Pankaj K. Maurya

Bio: Pankaj K. Maurya is an academic researcher from Banaras Hindu University. The author has contributed to research in topics: Photosynthesis & Phycobilisome. The author has an hindex of 2, co-authored 6 publications receiving 71 citations.

Cyanobacterial Farming for Environment Friendly Sustainable Agriculture Practices: Innovations and Perspectives

Abstract: Sustainable supply of food and energy without posing any threat to environment is the current demand of our society in view of continuous increase in global human population and depletion of natural resources of energy. Cyanobacteria have recently emerged as potential candidates who can fulfil abovementioned needs due to their ability to efficiently harvest solar energy and convert it into biomass by simple utilization of CO2, water and nutrients. During conversion of radiant energy into chemical energy, these biological systems produce oxygen as a by-product. Cyanobacterial biomass can be used for the production of food, energy, biofertilizers, secondary metabolites of nutritional, cosmetics and medicinal importance. Therefore, cyanobacterial farming is proposed as environment friendly sustainable agricultural practice which can produce biomass of very high value. Additionally, cyanobacterial farming helps in decreasing the level of greenhouse gas, i.e., CO2, and it can be also used for removing various contaminants from wastewater and soil. However, utilization of cyanobacteria for resolving the abovementioned problems is subjected to economic viability. In this review, we provide details on different aspects of cyanobacterial system that can help in developing sustainable agricultural practices.
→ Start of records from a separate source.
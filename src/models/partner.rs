//! The two company partners
//!
//! The company has exactly two partners. Everything that is "per partner"
//! (project ownership, bonuses, boletins, personal expenses, the fixed-expense
//! split) is keyed by this enum.

use serde::{Deserialize, Serialize};
use std::fmt;
use std::str::FromStr;

use super::money::Money;
use crate::error::AgoraError;

/// One of the two partners
#[derive(Debug, Clone, Copy, PartialEq, Eq, Hash, PartialOrd, Ord, Serialize, Deserialize)]
#[serde(rename_all = "lowercase")]
pub enum Partner {
    A,
    B,
}

impl Partner {
    /// Both partners, in display order
    pub const ALL: [Partner; 2] = [Partner::A, Partner::B];

    /// Number of partners sharing company-wide costs
    pub const COUNT: usize = Self::ALL.len();

    /// Short lowercase code ("a" or "b")
    pub fn code(&self) -> &'static str {
        match self {
            Self::A => "a",
            Self::B => "b",
        }
    }
}

impl fmt::Display for Partner {
    fn fmt(&self, f: &mut fmt::Formatter<'_>) -> fmt::Result {
        match self {
            Self::A => write!(f, "A"),
            Self::B => write!(f, "B"),
        }
    }
}

impl FromStr for Partner {
    type Err = AgoraError;

    fn from_str(s: &str) -> Result<Self, Self::Err> {
        match s.trim().to_ascii_lowercase().as_str() {
            "a" | "partner a" | "partner_a" => Ok(Self::A),
            "b" | "partner b" | "partner_b" => Ok(Self::B),
            _ => Err(AgoraError::InvalidPartner(s.to_string())),
        }
    }
}

/// Historical initial investment for each partner
#[derive(Debug, Clone, Copy, Default, PartialEq, Eq)]
pub struct InitialInvestments {
    pub a: Money,
    pub b: Money,
}

impl InitialInvestments {
    pub fn for_partner(&self, partner: Partner) -> Money {
        match partner {
            Partner::A => self.a,
            Partner::B => self.b,
        }
    }
}

#[cfg(test)]
mod tests {
    use super::*;

    #[test]
    fn test_parse_partner() {
        assert_eq!("a".parse::<Partner>().unwrap(), Partner::A);
        assert_eq!(" B ".parse::<Partner>().unwrap(), Partner::B);
        assert_eq!("Partner A".parse::<Partner>().unwrap(), Partner::A);
    }

    #[test]
    fn test_parse_invalid_partner() {
        let err = "c".parse::<Partner>().unwrap_err();
        assert!(err.is_invalid_partner());
        assert!("".parse::<Partner>().is_err());
    }

    #[test]
    fn test_serialization() {
        assert_eq!(serde_json::to_string(&Partner::A).unwrap(), "\"a\"");
        let p: Partner = serde_json::from_str("\"b\"").unwrap();
        assert_eq!(p, Partner::B);
    }

    #[test]
    fn test_initial_investments_lookup() {
        let inv = InitialInvestments {
            a: Money::from_cents(100),
            b: Money::from_cents(200),
        };
        assert_eq!(inv.for_partner(Partner::A), Money::from_cents(100));
        assert_eq!(inv.for_partner(Partner::B), Money::from_cents(200));
    }
}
We also describe different large-scale cultivation systems for cyanobacterial farming and discuss their merits and demerits in terms of economic profitability.

Cyanobacterial Secondary Metabolite Scytonemin: A Potential Photoprotective and Pharmaceutical Compound

Abstract: Scytonemin is a lipid-soluble, highly stable, yellow–brown-coloured secondary metabolite that is accumulated in the extracellular polysaccharide sheath of several but not all members of cyanobacteria. Chemically, scytonemin is an indole alkaloid composed of two heterocyclic units symmetrically connected through a carbon–carbon bond. Thus, scytonemin is unique among natural products due to its special structure, location in a cell, as well as strong absorption maxima in UV-A in addition to the violet–blue region. Traditionally, scytonemin is a well-established photoprotective compound against ultraviolet radiation. Its accumulation in the cyanobacterial sheath has been suggested to be a strategy adopted by several cyanobacteria to protect their cellular components against damaging effects of UVR. Additionally, recent studies have also established the importance of scytonemin in reactive oxygen species scavenging as well as in controlling the growth of cancerous cells. Thus, scytonemin is both ecologically as well as pharmaceutically important metabolite. Recent developments made in the biochemistry and genetics of this compound have paved the way for its application and commercialization for human welfare. This review aims to present a brief history of the compound with chronological developments made in the study of scytonemin and emphasizes its physiochemistry, analytical chemistry, biochemistry, and genetics. We provide a separate section for metabolic engineering and potential applications of scytonemin, mainly as sunscreen and anti-cancerous drugs. We also discuss the future research directions which need to be worked out.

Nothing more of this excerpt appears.